Start of Extracted information

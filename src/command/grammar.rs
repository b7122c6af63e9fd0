//! Command grammar.
//!
//! Each line is matched against an ordered table of rules; the first rule whose
//! shape matches the whole line decides the outcome, even if resolving its
//! parameters then fails. Keywords are matched case-insensitively, free text
//! (`say`) keeps the case it was written in.

use std::time::Duration;

use thiserror::Error;

use super::action::Action;
use super::resolve::{resolve_angle, resolve_duration, Angle, Level, Side, ValidationError};

/// Default duration of the `go` command.
pub const GO_DURATION: Duration = Duration::from_secs(3);

#[derive(Debug, Clone, PartialEq, Error)]
pub enum ParseError {
    #[error("unable to parse command")]
    NoMatch,
    #[error(transparent)]
    InvalidParameter(#[from] ValidationError),
}

/// Which paired body part a `both` command addresses.
#[derive(Debug, Clone, Copy, PartialEq, Eq)]
pub enum Target {
    One(Side),
    Both,
}

impl Target {
    fn sides(self) -> &'static [Side] {
        match self {
            Target::One(Side::Left) => &[Side::Left],
            Target::One(Side::Right) => &[Side::Right],
            Target::Both => &Side::BOTH,
        }
    }
}

/// A recognised command with its typed parameters.
#[derive(Debug, Clone, PartialEq)]
pub enum Command {
    MoveArm { target: Target, angle: Angle },
    SetEye { target: Target, level: Level },
    SetAntenna { target: Target, level: Level },
    Say(String),
    Go,
    Wait(Duration),
}

type Rule = fn(&Line<'_>) -> Option<Result<Command, ValidationError>>;

/// Rules in precedence order.
const RULES: &[(&str, Rule)] = &[
    ("move arm", move_arm),
    ("move both arms", move_both_arms),
    ("set eye", set_eye),
    ("set both eyes", set_both_eyes),
    ("set antenna", set_antenna),
    ("set both antennas", set_both_antennas),
    ("say", say),
    ("go", go),
    ("wait", wait),
];

/// A source line with a lower-cased shadow used for keyword matching.
struct Line<'a> {
    original: &'a str,
    folded: String,
}

impl<'a> Line<'a> {
    fn new(original: &'a str) -> Self {
        Self {
            original,
            folded: original.to_ascii_lowercase(),
        }
    }

    /// Space-separated words of the folded line; doubled spaces yield empty words.
    fn words(&self) -> Vec<&str> {
        self.folded.split(' ').collect()
    }

    /// Original-case remainder after a keyword prefix, if non-empty.
    fn rest_after(&self, prefix: &str) -> Option<&'a str> {
        if self.folded.starts_with(prefix) && self.original.len() > prefix.len() {
            // ASCII folding preserves byte offsets.
            Some(&self.original[prefix.len()..])
        } else {
            None
        }
    }
}

fn is_angle_token(token: &str) -> bool {
    matches!(token, "up" | "down" | "out")
        || (!token.is_empty() && token.bytes().all(|b| b.is_ascii_digit()))
}

fn move_arm(line: &Line<'_>) -> Option<Result<Command, ValidationError>> {
    match line.words().as_slice() {
        ["move", side, "arm", angle] if is_angle_token(angle) => {
            let side = Side::resolve(side)?;
            Some(resolve_angle(angle).map(|angle| Command::MoveArm {
                target: Target::One(side),
                angle,
            }))
        }
        _ => None,
    }
}

fn move_both_arms(line: &Line<'_>) -> Option<Result<Command, ValidationError>> {
    match line.words().as_slice() {
        ["move", "both", "arms", angle] if is_angle_token(angle) => Some(
            resolve_angle(angle).map(|angle| Command::MoveArm {
                target: Target::Both,
                angle,
            }),
        ),
        _ => None,
    }
}

fn set_eye(line: &Line<'_>) -> Option<Result<Command, ValidationError>> {
    match line.words().as_slice() {
        ["set", side, "eye", level] => Some(Ok(Command::SetEye {
            target: Target::One(Side::resolve(side)?),
            level: Level::resolve(level)?,
        })),
        _ => None,
    }
}

fn set_both_eyes(line: &Line<'_>) -> Option<Result<Command, ValidationError>> {
    match line.words().as_slice() {
        ["set", "both", "eyes", level] => Some(Ok(Command::SetEye {
            target: Target::Both,
            level: Level::resolve(level)?,
        })),
        _ => None,
    }
}

fn set_antenna(line: &Line<'_>) -> Option<Result<Command, ValidationError>> {
    match line.words().as_slice() {
        ["set", side, "ear" | "antenna", level] => Some(Ok(Command::SetAntenna {
            target: Target::One(Side::resolve(side)?),
            level: Level::resolve(level)?,
        })),
        _ => None,
    }
}

fn set_both_antennas(line: &Line<'_>) -> Option<Result<Command, ValidationError>> {
    match line.words().as_slice() {
        ["set", "both", "ears" | "antennas" | "antennae", level] => Some(Ok(Command::SetAntenna {
            target: Target::Both,
            level: Level::resolve(level)?,
        })),
        _ => None,
    }
}

fn say(line: &Line<'_>) -> Option<Result<Command, ValidationError>> {
    line.rest_after("say ")
        .map(|text| Ok(Command::Say(text.to_string())))
}

fn go(line: &Line<'_>) -> Option<Result<Command, ValidationError>> {
    (line.folded == "go").then_some(Ok(Command::Go))
}

fn wait(line: &Line<'_>) -> Option<Result<Command, ValidationError>> {
    line.rest_after("wait ")
        .map(|text| resolve_duration(text).map(Command::Wait))
}

impl Command {
    /// Match one line against the grammar.
    pub fn parse(text: &str) -> Result<Command, ParseError> {
        let line = Line::new(text);
        for (name, rule) in RULES {
            if let Some(result) = rule(&line) {
                tracing::trace!("'{}' matched rule '{}'", text, name);
                return result.map_err(ParseError::from);
            }
        }
        Err(ParseError::NoMatch)
    }

    /// Expand the command into the actions it performs, one per addressed side.
    pub fn into_actions(self) -> Vec<Action> {
        match self {
            Command::MoveArm { target, angle } => target
                .sides()
                .iter()
                .map(|&side| Action::MoveArm { side, angle })
                .collect(),
            Command::SetEye { target, level } => target
                .sides()
                .iter()
                .map(|&side| Action::SetEye { side, level })
                .collect(),
            Command::SetAntenna { target, level } => target
                .sides()
                .iter()
                .map(|&side| Action::SetAntenna { side, level })
                .collect(),
            Command::Say(text) => vec![Action::Say(text)],
            Command::Go => vec![Action::Drive {
                x: 0.0,
                y: 1.0,
                duration: GO_DURATION,
            }],
            Command::Wait(duration) => vec![Action::Wait(duration)],
        }
    }
}

/// Parse one line into the one or two actions it describes.
pub fn parse(line: &str) -> Result<Vec<Action>, ParseError> {
    Command::parse(line).map(Command::into_actions)
}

End of Extracted information

§ **What you are asked to do**
From the first line to the last, copy the data exactly.

§ **Solution to this problem**
filename src/command/grammar.rs
repository b7122c6af63e9fd0
//! Command grammar.
//!
//! Each line is matched against an ordered table of rules; the first rule whose
//! shape matches the whole line decides the outcome, even if resolving its
//! parameters then fails. Keywords are matched case-insensitively, free text
//! (`say`) keeps the case it was written in.

use std::time::Duration;

use thiserror::Error;

use super::action::Action;
use super::resolve::{resolve_angle, resolve_duration, Angle, Level, Side, ValidationError};

/// Default duration of the `go` command.
pub const GO_DURATION: Duration = Duration::from_secs(3);

#[derive(Debug, Clone, PartialEq, Error)]
pub enum ParseError {
    #[error("unable to parse command")]
    NoMatch,
    #[error(transparent)]
    InvalidParameter(#[from] ValidationError),
}

/// Which paired body part a `both` command addresses.
#[derive(Debug, Clone, Copy, PartialEq, Eq)]
pub enum Target {
    One(Side),
    Both,
}

impl Target {
    fn sides(self) -> &'static [Side] {
        match self {
            Target::One(Side::Left) => &[Side::Left],
            Target::One(Side::Right) => &[Side::Right],
            Target::Both => &Side::BOTH,
        }
    }
}

/// A recognised command with its typed parameters.
#[derive(Debug, Clone, PartialEq)]
pub enum Command {
    MoveArm { target: Target, angle: Angle },
    SetEye { target: Target, level: Level },
    SetAntenna { target: Target, level: Level },
    Say(String),
    Go,
    Wait(Duration),
}

type Rule = fn(&Line<'_>) -> Option<Result<Command, ValidationError>>;

/// Rules in precedence order.
const RULES: &[(&str, Rule)] = &[
    ("move arm", move_arm),
    ("move both arms", move_both_arms),
    ("set eye", set_eye),
    ("set both eyes", set_both_eyes),
    ("set antenna", set_antenna),
    ("set both antennas", set_both_antennas),
    ("say", say),
    ("go", go),
    ("wait", wait),
];

/// A source line with a lower-cased shadow used for keyword matching.
struct Line<'a> {
    original: &'a str,
    folded: String,
}

impl<'a> Line<'a> {
    fn new(original: &'a str) -> Self {
        Self {
            original,
            folded: original.to_ascii_lowercase(),
        }
    }

    /// Space-separated words of the folded line; doubled spaces yield empty words.
    fn words(&self) -> Vec<&str> {
        self.folded.split(' ').collect()
    }

    /// Original-case remainder after a keyword prefix, if non-empty.
    fn rest_after(&self, prefix: &str) -> Option<&'a str> {
        if self.folded.starts_with(prefix) && self.original.len() > prefix.len() {
            // ASCII folding preserves byte offsets.
            Some(&self.original[prefix.len()..])
        } else {
            None
        }
    }
}

fn is_angle_token(token: &str) -> bool {
    matches!(token, "up" | "down" | "out")
        || (!token.is_empty() && token.bytes().all(|b| b.is_ascii_digit()))
}

fn move_arm(line: &Line<'_>) -> Option<Result<Command, ValidationError>> {
    match line.words().as_slice() {
        ["move", side, "arm", angle] if is_angle_token(angle) => {
            let side = Side::resolve(side)?;
            Some(resolve_angle(angle).map(|angle| Command::MoveArm {
                target: Target::One(side),
                angle,
            }))
        }
        _ => None,
    }
}

fn move_both_arms(line: &Line<'_>) -> Option<Result<Command, ValidationError>> {
    match line.words().as_slice() {
        ["move", "both", "arms", angle] if is_angle_token(angle) => Some(
            resolve_angle(angle).map(|angle| Command::MoveArm {
                target: Target::Both,
                angle,
            }),
        ),
        _ => None,
    }
}

fn set_eye(line: &Line<'_>) -> Option<Result<Command, ValidationError>> {
    match line.words().as_slice() {
        ["set", side, "eye", level] => Some(Ok(Command::SetEye {
            target: Target::One(Side::resolve(side)?),
            level: Level::resolve(level)?,
        })),
        _ => None,
    }
}

fn set_both_eyes(line: &Line<'_>) -> Option<Result<Command, ValidationError>> {
    match line.words().as_slice() {
        ["set", "both", "eyes", level] => Some(Ok(Command::SetEye {
            target: Target::Both,
            level: Level::resolve(level)?,
        })),
        _ => None,
    }
}

fn set_antenna(line: &Line<'_>) -> Option<Result<Command, ValidationError>> {
    match line.words().as_slice() {
        ["set", side, "ear" | "antenna", level] => Some(Ok(Command::SetAntenna {
            target: Target::One(Side::resolve(side)?),
            level: Level::resolve(level)?,
        })),
        _ => None,
    }
}

fn set_both_antennas(line: &Line<'_>) -> Option<Result<Command, ValidationError>> {
    match line.words().as_slice() {
        ["set", "both", "ears" | "antennas" | "antennae", level] => Some(Ok(Command::SetAntenna {
            target: Target::Both,
            level: Level::resolve(level)?,
        })),
        _ => None,
    }
}

fn say(line: &Line<'_>) -> Option<Result<Command, ValidationError>> {
    line.rest_after("say ")
        .map(|text| Ok(Command::Say(text.to_string())))
}

fn go(line: &Line<'_>) -> Option<Result<Command, ValidationError>> {
    (line.folded == "go").then_some(Ok(Command::Go))
}

fn wait(line: &Line<'_>) -> Option<Result<Command, ValidationError>> {
    line.rest_after("wait ")
        .map(|text| resolve_duration(text).map(Command::Wait))
}

impl Command {
    /// Match one line against the grammar.
    pub fn parse(text: &str) -> Result<Command, ParseError> {
        let line = Line::new(text);
        for (name, rule) in RULES {
            if let Some(result) = rule(&line) {
                tracing::trace!("'{}' matched rule '{}'", text, name);
                return result.map_err(ParseError::from);
            }
        }
        Err(ParseError::NoMatch)
    }

    /// Expand the command into the actions it performs, one per addressed side.
    pub fn into_actions(self) -> Vec<Action> {
        match self {
            Command::MoveArm { target, angle } => target
                .sides()
                .iter()
                .map(|&side| Action::MoveArm { side, angle })
                .collect(),
            Command::SetEye { target, level } => target
                .sides()
                .iter()
                .map(|&side| Action::SetEye { side, level })
                .collect(),
            Command::SetAntenna { target, level } => target
                .sides()
                .iter()
                .map(|&side| Action::SetAntenna { side, level })
                .collect(),
            Command::Say(text) => vec![Action::Say(text)],
            Command::Go => vec![Action::Drive {
                x: 0.0,
                y: 1.0,
                duration: GO_DURATION,
            }],
            Command::Wait(duration) => vec![Action::Wait(duration)],
        }
    }
}

/// Parse one line into the one or two actions it describes.
pub fn parse(line: &str) -> Result<Vec<Action>, ParseError> {
    Command::parse(line).map(Command::into_actions)
}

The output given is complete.